Pulled pork sliders with crunchy slaw

Prep time 45 minutes Cook time 6 hours

Serves 24 people



  • 2kg pork shoulder, cut into 2 or 3 pieces
  • 1 onion, roughly diced
  • 1 stalk lemongrass, bruised
  • 2 garlic cloves, crushed
  • 2 tablespoons grated ginger
  • ½ cup char siu sauce
  • ½ cup rice wine vinegar
  • 1 tablespoon soy sauce
  • 2 tablespoons brown sugar


  • 1 cup shredded cabbage
  • 1 cup shredded red cabbage
  • 1 carrot, shredded
  • 6 snow peas, trimmed and finely shredded
  • 2 spring onions, thinly sliced
  • 1 red chilli, seeded and finely sliced (optional)
  • 2 tablespoon Kewpie mayonnaise

To serve

  • 24 small brioche buns or 6 regular brioche buns
  • Gherkins to serve


  1. 1.
    Place the chopped onion and lemon grass into a heavy base slow cooker or large pot and place pork on top.
  2. 2.
    In a bowl, combine the garlic, ginger, char siu sauce, rice wine vinegar, soy sauce and sugar.
  3. 3.
    Pour the sauce over the pork and cover with a piece of baking paper and place the lid on top. Put the slow cooker or stove on low heat and cook for 6 hours. (If using leftover cooked roast, simply cook till heated through and soft)
  4. 4.
    Once cooked, place the pork onto a large tray that will collect the juices and gently pull the meat apart with two forks.
  5. 5.
    Once all the pork has been pulled, mix in with the pan juices to moisten.
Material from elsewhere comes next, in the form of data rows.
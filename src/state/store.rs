//! Ordered, persisted collection of timers
//!
//! The store is the only owner of its timers and the only way to change
//! them. Everything is saved before the mutating call returns: a timer state
//! change is announced and then written, a change to the sequence itself is
//! written and then announced if the count moved.

use std::sync::Arc;
use chrono::{DateTime, Duration, Utc};
use serde::Serialize;
use tokio::sync::broadcast;
use tracing::{debug, info, warn};

use super::timer::{RunState, Timer, TimerChange, TimerSnapshot};
use crate::{alerts::AlertScheduler, error::TimerError, storage::TimerFile};

/// Notification sent to store subscribers
#[derive(Debug, Clone, PartialEq, Eq, Serialize)]
#[serde(tag = "type", rename_all = "snake_case")]
pub enum StoreEvent {
    /// The number of timers changed
    CountChanged { count: usize },
    /// A timer changed its run state
    TimerChanged { identifier: String, state: RunState },
}

impl StoreEvent {
    pub fn kind(&self) -> &'static str {
        match self {
            StoreEvent::CountChanged { .. } => "count_changed",
            StoreEvent::TimerChanged { .. } => "timer_changed",
        }
    }
}

impl From<TimerChange> for StoreEvent {
    fn from(change: TimerChange) -> Self {
        StoreEvent::TimerChanged {
            identifier: change.identifier,
            state: change.state,
        }
    }
}

pub struct TimerStore {
    timers: Vec<Timer>,
    file: TimerFile,
    alerts: Arc<dyn AlertScheduler>,
    events: broadcast::Sender<StoreEvent>,
}

impl TimerStore {
    /// Load the store from `file`, starting empty if it cannot be read
    pub fn open(file: TimerFile, alerts: Arc<dyn AlertScheduler>) -> Self {
        Self::open_at(file, alerts, Utc::now())
    }

    pub fn open_at(file: TimerFile, alerts: Arc<dyn AlertScheduler>, now: DateTime<Utc>) -> Self {
        let timers = Self::load(&file, &alerts, now);
        let (events, _) = broadcast::channel(100);

        Self {
            timers,
            file,
            alerts,
            events,
        }
    }

    /// Read and restore all timers; any failure yields an empty collection
    fn load(file: &TimerFile, alerts: &Arc<dyn AlertScheduler>, now: DateTime<Utc>) -> Vec<Timer> {
        let records = match file.read() {
            Ok(Some(records)) => records,
            Ok(None) => {
                info!("No saved timers at {}, starting empty", file.path().display());
                return Vec::new();
            }
            Err(e) => {
                warn!("Failed to read timers from {}: {}", file.path().display(), e);
                return Vec::new();
            }
        };

        match records
            .into_iter()
            .map(|record| Timer::restore(record, Arc::clone(alerts), now))
            .collect::<Result<Vec<_>, _>>()
        {
            Ok(timers) => {
                info!("Loaded {} timer(s) from {}", timers.len(), file.path().display());
                timers
            }
            Err(e) => {
                warn!("Discarding saved timers from {}: {}", file.path().display(), e);
                Vec::new()
            }
        }
    }

    pub fn subscribe(&self) -> broadcast::Receiver<StoreEvent> {
        self.events.subscribe()
    }

    /// Sender side of the event channel, for subscribing without the store
    pub fn event_sender(&self) -> broadcast::Sender<StoreEvent> {
        self.events.clone()
    }

    pub fn timers(&self) -> &[Timer] {
        &self.timers
    }

    pub fn len(&self) -> usize {
        self.timers.len()
    }

    pub fn is_empty(&self) -> bool {
        self.timers.is_empty()
    }

    pub fn position(&self, identifier: &str) -> Option<usize> {
        self.timers.iter().position(|t| t.identifier() == identifier)
    }

    /// Swap in a whole new sequence
    ///
    /// Timers left out are dropped, which cancels their alerts. Subscribers
    /// hear about it only when the count changed; the file is written either
    /// way.
    pub fn replace_all(&mut self, timers: Vec<Timer>) {
        let previous_count = self.timers.len();
        self.timers = timers;
        self.committed(previous_count);
    }

    /// Edit the sequence in place, then persist and notify like `replace_all`
    pub fn mutate<R>(&mut self, edit: impl FnOnce(&mut Vec<Timer>) -> R) -> R {
        let previous_count = self.timers.len();
        let result = edit(&mut self.timers);
        self.committed(previous_count);
        result
    }

    fn committed(&self, previous_count: usize) {
        self.persist();

        if self.timers.len() != previous_count {
            self.notify(StoreEvent::CountChanged { count: self.timers.len() });
        }
    }

    /// Create a timer at the end of the list and return its identifier
    pub fn add(
        &mut self,
        name: impl Into<String>,
        duration: Duration,
    ) -> Result<String, TimerError> {
        let timer = Timer::new(name, duration, Arc::clone(&self.alerts))?;
        let identifier = timer.identifier().to_string();
        info!("Adding timer {} ({})", identifier, timer.alert_title());

        self.mutate(|timers| timers.push(timer));
        Ok(identifier)
    }

    /// Delete the timer at `index`
    pub fn remove(&mut self, index: usize) -> Result<(), TimerError> {
        let len = self.timers.len();
        if index >= len {
            return Err(TimerError::IndexOutOfRange { index, len });
        }

        self.mutate(|timers| {
            let timer = timers.remove(index);
            info!("Deleting timer {}", timer.identifier());
        });
        Ok(())
    }

    pub fn remove_by_id(&mut self, identifier: &str) -> Result<(), TimerError> {
        let index = self
            .position(identifier)
            .ok_or_else(|| TimerError::UnknownTimer(identifier.to_string()))?;
        self.remove(index)
    }

    /// Move the timer at `from` so that it ends up at `to`
    pub fn reorder(&mut self, from: usize, to: usize) -> Result<(), TimerError> {
        let len = self.timers.len();
        for index in [from, to] {
            if index >= len {
                return Err(TimerError::IndexOutOfRange { index, len });
            }
        }

        debug!("Moving timer from position {} to {}", from, to);
        self.mutate(|timers| {
            let timer = timers.remove(from);
            timers.insert(to, timer);
        });
        Ok(())
    }

    /// Start, pause or stop one timer
    pub fn set_run_state(
        &mut self,
        identifier: &str,
        requested: RunState,
        now: DateTime<Utc>,
    ) -> Result<RunState, TimerError> {
        let index = self
            .position(identifier)
            .ok_or_else(|| TimerError::UnknownTimer(identifier.to_string()))?;

        let timer = &mut self.timers[index];
        let change = timer.set_run_state_at(requested, now);
        let state = timer.run_state_at(now);

        if let Some(change) = change {
            self.timer_changed(change);
        }
        Ok(state)
    }

    /// Look at one timer, applying lazy expiry first
    pub fn get(
        &mut self,
        identifier: &str,
        now: DateTime<Utc>,
    ) -> Result<TimerSnapshot, TimerError> {
        let index = self
            .position(identifier)
            .ok_or_else(|| TimerError::UnknownTimer(identifier.to_string()))?;

        if let Some(change) = self.timers[index].refresh_at(now) {
            self.timer_changed(change);
        }
        Ok(self.timers[index].snapshot_at(now))
    }

    /// Look at every timer in order, applying lazy expiry first
    pub fn snapshot(&mut self, now: DateTime<Utc>) -> Vec<TimerSnapshot> {
        self.refresh_expired(now);
        self.timers.iter_mut().map(|t| t.snapshot_at(now)).collect()
    }

    /// Stop every running timer that is past its target, returning how many
    pub fn refresh_expired(&mut self, now: DateTime<Utc>) -> usize {
        let changes: Vec<TimerChange> = self
            .timers
            .iter_mut()
            .filter_map(|t| t.refresh_at(now))
            .collect();

        let expired = changes.len();
        for change in changes {
            self.timer_changed(change);
        }
        expired
    }

    /// Write the whole collection; failures are logged and otherwise ignored
    pub fn persist(&self) {
        let records: Vec<_> = self.timers.iter().map(Timer::to_record).collect();
        if let Err(e) = self.file.write(&records) {
            warn!("Failed to save timers to {}: {}", self.file.path().display(), e);
        }
    }

    fn timer_changed(&self, change: TimerChange) {
        self.notify(change.into());
        self.persist();
    }

    fn notify(&self, event: StoreEvent) {
        // Having nobody listening is normal
        if self.events.send(event).is_err() {
            debug!("No subscribers for store event");
        }
    }
}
Cover and keep warm.
  6. 6.
    For the slaw, use a large mixing bowl to toss together the salad ingredients together and toss through with Kewpie mayonnaise (to your liking).
  7. 7.
    Assemble the slider by lightly toasting the buns and topping with the pulled pork and Asian slaw. Serve with gherkins on the side.